Лучше бы не отдавал, так и стоял бы, как перед позолоченными зеркалами в фойе оперного театра.
«Интересно, что у него в том ящичке, телефонная гарнитура или кисеты с табаком трех сортов?»
– А ну, погоди, собиратель голосов! Поделись штабными секретами, – остановил его Ефимыч.
– Да ну, комиссар, какие у нас секреты? – Гришаня-Шаня скосил красные от недосыпа глаза на ящичек с двуглавым орлом. – Командование фронтом приказало отвести войска на линию старых германских окопов.
– Вот оно как… – Комиссар сунул руку глубоко в карманы кожанки и нащупал талисман – маленький камушек, по форме напоминающий сердечко.

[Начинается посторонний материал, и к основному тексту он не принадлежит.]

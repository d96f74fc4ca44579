//! Encoding utilities — base64 and hex.
//!
//! The raw 32-byte tag is rendered as text before it leaves the crate.
//! Base64 uses the `base64` crate's STANDARD engine (RFC 4648 alphabet,
//! `=` padding). Base16 uses the `hex` crate (lowercase, no separators,
//! no prefix).
//!
//! Both renderings write into a sized buffer through the crates'
//! slice APIs, so a short buffer surfaces as `HmacError::Encoding`
//! instead of a panic.

use std::fmt;
use std::str::FromStr;

use base64::engine::general_purpose::STANDARD;
use base64::Engine;

use crate::errors::HmacError;

/// Text rendering for an HMAC tag.
#[derive(Debug, Clone, Copy, Default, PartialEq, Eq, Hash)]
#[cfg_attr(feature = "serde", derive(serde::Serialize, serde::Deserialize))]
#[cfg_attr(feature = "serde", serde(rename_all = "lowercase"))]
pub enum Encoding {
    /// RFC 4648 standard alphabet with `=` padding.
    #[default]
    Base64,
    /// Lowercase hexadecimal, two characters per byte.
    #[cfg_attr(feature = "serde", serde(alias = "hex"))]
    Base16,
}

impl Encoding {
    /// All supported encodings, in declaration order.
    pub const ALL: [Encoding; 2] = [Encoding::Base64, Encoding::Base16];

    /// Canonical lowercase name.
    pub fn name(self) -> &'static str {
        match self {
            Encoding::Base64 => "base64",
            Encoding::Base16 => "base16",
        }
    }

    /// Number of characters produced for `len` input bytes.
    pub fn encoded_len(self, len: usize) -> usize {
        match self {
            Encoding::Base64 => len.div_ceil(3) * 4,
            Encoding::Base16 => len * 2,
        }
    }

    /// Render `data` into `out`, returning the number of bytes written.
    ///
    /// # Errors
    /// Returns `HmacError::Encoding` if `out` is shorter than
    /// [`encoded_len`](Self::encoded_len).
    pub fn encode_to_slice(self, data: &[u8], out: &mut [u8]) -> Result<usize, HmacError> {
        match self {
            Encoding::Base64 => STANDARD
                .encode_slice(data, out)
                .map_err(|e| HmacError::Encoding(format!("base64: {e}"))),
            Encoding::Base16 => {
                let len = self.encoded_len(data.len());
                let available = out.len();
                let target = out.get_mut(..len).ok_or_else(|| {
                    HmacError::Encoding(format!(
                        "base16: output buffer too small ({available} < {len})"
                    ))
                })?;
                hex::encode_to_slice(data, target)
                    .map_err(|e| HmacError::Encoding(format!("base16: {e}")))?;
                Ok(len)
            }
        }
    }

    /// Render `data` as text.
    ///
    /// # Errors
    /// Returns `HmacError::Encoding` if rendering fails.
    pub fn encode(self, data: &[u8]) -> Result<String, HmacError> {
        let mut buf = vec![0u8; self.encoded_len(data.len())];
        let written = self.encode_to_slice(data, &mut buf)?;
        buf.truncate(written);
        String::from_utf8(buf).map_err(|e| HmacError::Encoding(format!("{self}: {e}")))
    }

    /// Parse text produced by [`encode`](Self::encode) back to bytes.
    ///
    /// Base16 input must be lowercase; uppercase hex is not what this
    /// encoding produces and is rejected.
    ///
    /// # Errors
    /// Returns `HmacError::Encoding` on malformed input.
    pub fn decode(self, encoded: &str) -> Result<Vec<u8>, HmacError> {
        match self {
            Encoding::Base64 => STANDARD
                .decode(encoded)
                .map_err(|e| HmacError::Encoding(format!("invalid base64: {e}"))),
            Encoding::Base16 => {
                if encoded.bytes().any(|b| b.is_ascii_uppercase()) {
                    return Err(HmacError::Encoding("invalid hex: uppercase digits".into()));
                }
                hex::decode(encoded).map_err(|e| HmacError::Encoding(format!("invalid hex: {e}")))
            }
        }
    }
}

impl fmt::Display for Encoding {
    fn fmt(&self, f: &mut fmt::Formatter<'_>) -> fmt::Result {
        f.write_str(self.name())
    }
}

impl FromStr for Encoding {
    type Err = HmacError;

    fn from_str(s: &str) -> Result<Self, Self::Err> {
        match s.trim().to_ascii_lowercase().as_str() {
            "base64" => Ok(Encoding::Base64),
            "base16" | "hex" => Ok(Encoding::Base16),
            other => Err(HmacError::InvalidInput(format!("unknown encoding '{other}'"))),
        }
    }
}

– Дивизии придется пробиваться через заслоны польских частей. Короче, раз жить, раз помирать – вот и все наши секреты.
– Тоже мне, обнаружил скорбь в Талмуде. – Ефимыч окрутил камушек три раза и вытащил руку из кармана. – А что, наштадив здесь?
– Приехал пообщаться лично с ясновельможным паном. Табачку донского не желаешь? Аккуратный табачок! Для тех, кто предпочитает курить, глядя на звезды. Ночной, так сказать.
– Гриша, ночными только горшки бывают…
– Не знал, за что каюсь, товарищ комиссар, – связист Шаня шумно подсосал воздух между щелью в прокуренных зубах, – тороплюсь я…
– Что так? Поляки с тылу зашли?
– Тут такое дело… – и на небо посмотрел, словно проверить хотел, останется ли на месте Хозяин после того, что он скажет.
– Не томи, уже выдави вишенку из шоколада.
– Помощник мой на холме запропастился.
– И давно?
– Порядком.
– Что с ним, знаешь?
– Успел передать, что бойцы наши на управляющего имением в сильной обиде. Голубятню разгромили и какую-то бабу откорячили.
– Снова особисты слетятся…
– Так вот я думаю, комиссар, сообщать о том Верховому или нет?
– Что значит – «или нет»?
– Так ведь наштадив здесь.
– Пошли.
– Куда?
– Куда-куда? Разберемся сами.
– «Разберемся?!» – Шаня выкатил глаза с кровавым обводом: – Тебе, комиссар, видать, судьба Микеладзе[17] все не дает покоя?
– Так ты туда, наверх, шел или сматывался куда подальше?
– На меня не рассчитывай, комиссар.
– Как так? Сам же говоришь, телефонист твой исчез…
– Я только за голоса в проводах отвечаю.
– Два месяца назад я бы тебя к стенке за такой твой голос…
– Два месяца назад жизнь полячья гроша ломаного не стоила, а теперь за нашу с тобой кто грош даст?
– Дорогу знаешь на холм?
– А их тут две. – Шаня снова шумно всосал воздух в щель между зубами. – И обе – в обход.
– А напрямик имеется дорога?
– А напрямик – больно круто будет взбираться. К тому же ты у нас вроде как поляком подбитый. Думаю так, комиссар. – Гришаня поискал кого-то взглядом. – Видишь человечка бездельного? Вчера нас водил туда напрямик.
«Бездельным» оказался тот самый бугристый красный белостолбовец с бедной радостью в лучистых глазах, которого комиссар заметил на площади у трактира. Сейчас в его внешности было не так уж много апостольского.
Вблизи голова его оказалась маленькой и пушистой, а уши… Через такие уши запросто солнцем можно восторгаться.
– Он не рассыплется на марше? – Ефимыч сделал неуверенное движение по направлению к апостолу.
– Он еще тебя подождет, пока ты сил набираться будешь.
Ефимыч подумал про себя, что война вообще – навязчивый кошмар, сон дурной паутинный, а в такие моменты, когда и не война, и не мир – просто геенна библейская. На каждом шагу новое проклятие. И как только реагировать на него? С позиций войны, мира или грядущего времени?